Hydrogen Peroxide is water like liquid that has a lot of application. Hydrogen Peroxide is made up of

two Hydrogen atoms and two oxygen atoms. With extra oxygen in the Hydrogen Peroxide compared

to water molecules, make it most powerful oxidiser. Hydrogen Peroxide good in kill bacteria, some

viruses and fungi on surfaces. This experiment use enzyme known as catalase, it is a commonly

founded enzyme in almost all of living organisms that are exposed to oxygen . It is a redox enzyme

which contains heme groups. It can be found in peroxisomes (organelles in eukaryotic cells) . Let us

see how the enzyme works. As we all know, enzymes have specific active sites that work only for

certain reactions. For catalase, it works in the decomposition of hydrogen peroxides, H 2O2 to form

water and oxygen .

2H2O2    2H2O + O2

Catalase decomposes the H2O2 rapidly in two steps . First, a H2O2 molecule binds at the active

site of catalase and broken aparts. From the breaking of H2O2 molecule, one oxygen atom is

extracted, then attached at a porphyrin heme (iron) and a molecule of water is released from

the reaction.

H2O2 H2O + O

The second step is the same with step one.
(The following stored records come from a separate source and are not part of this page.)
//! Snapshot bookkeeping shared by every store backend.

use std::collections::BTreeMap;

use mrv_core::SubjectKey;
use serde::{Deserialize, Serialize};

use crate::error::StorageError;
use crate::record::Snapshot;

/// All snapshots, keyed by id.
#[derive(Debug, Clone, Default)]
pub(crate) struct Ledger {
    snapshots: BTreeMap<u64, Snapshot>,
}

/// On-disk form of a ledger.
#[derive(Debug, Default, Serialize, Deserialize)]
pub(crate) struct LedgerFile {
    pub snapshots: Vec<Snapshot>,
}

impl Ledger {
    pub fn from_file(file: LedgerFile) -> Self {
        Ledger {
            snapshots: file
                .snapshots
                .into_iter()
                .map(|s| (s.id(), s))
                .collect(),
        }
    }

    pub fn to_file(&self) -> LedgerFile {
        LedgerFile {
            snapshots: self.snapshots.values().cloned().collect(),
        }
    }

    pub fn max_id(&self) -> u64 {
        self.snapshots.keys().next_back().copied().unwrap_or(0)
    }

    pub fn insert(&mut self, snapshot: Snapshot) {
        self.snapshots.insert(snapshot.id(), snapshot);
    }

    pub fn get(&self, id: u64) -> Result<&Snapshot, StorageError> {
        self.snapshots
            .get(&id)
            .ok_or(StorageError::SnapshotNotFound { id })
    }

    pub fn get_mut(&mut self, id: u64) -> Result<&mut Snapshot, StorageError> {
        self.snapshots
            .get_mut(&id)
            .ok_or(StorageError::SnapshotNotFound { id })
    }

    pub fn list(&self, subject: Option<&SubjectKey>) -> Vec<Snapshot> {
        self.snapshots
            .values()
            .filter(|s| subject.map_or(true, |subj| s.subject() == subj))
            .cloned()
            .collect()
    }

    pub fn latest_for(&self, subject: &SubjectKey) -> Option<&Snapshot> {
        self.snapshots
            .values()
            .rev()
            .find(|s| s.subject() == subject)
    }

    /// Reject changes to a snapshot's hash once a later snapshot of the same
    /// subject links to it.
    pub fn ensure_chain_head(&self, id: u64) -> Result<&Snapshot, StorageError> {
        let snapshot = self.get(id)?;
        let successor = self
            .snapshots
            .range(id + 1..)
            .map(|(_, s)| s)
            .find(|s| s.subject() == snapshot.subject());
        match successor {
            Some(next) => Err(StorageError::Superseded {
                id,
                successor: next.id(),
            }),
            None => Ok(snapshot),
        }
    }

    pub fn remove(&mut self, id: u64) -> Result<Snapshot, StorageError> {
        self.snapshots
            .remove(&id)
            .ok_or(StorageError::SnapshotNotFound { id })
    }
}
The only difference is the oxygen atom in the

second H2O2 molecule binds with the iron-bound oxygen atom, forming an oxygen molecule,

O2 or we call as oxygen gas.

The reaction is very fast because of the structure of catalase molecule which consists

of four heme groups that is required in the decomposition of the H2O2 molecules. Catalase in

human body works at optimum pH between 6.8 and 7.5. Other catalases work optimally in

different pH and temperature according to the variation of species. Other than that, the

structure of catalase is very rigid and stable; make it resistant to unfolding, thus, more

resistant to pH, thermal denaturation compared to other enzymes.

Now, let us go through about the hydrogen peroxide, H2O2 solution. The solution is an

acidic solution which usually has pH 6.2. However, it can go lower until 4.5 when diluted at

60%. H2O2 is the simplest peroxide (a compound with one oxygen-oxygen single bond) and a

powerful oxidizing agent.

Buffer solution is an aqueous solution which consist a mixture of a weak acid and its

conjugate base or a weak base and its conjugate acid. Buffer solution is used to keep the pH

at nearly constant value in a wide variety of chemical application. Most of living organisms

have relatively small pH range. One example of buffer solution is blood. Buffer solution is

very necessary to keep the correct pH value for enzyme to work at optimum. In this

experiment, we used buffer solution with pH value of 6.5 which is the optimum temperature

for the catalase to catalyze the decomposition of hydrogen peroxide to water and oxygen.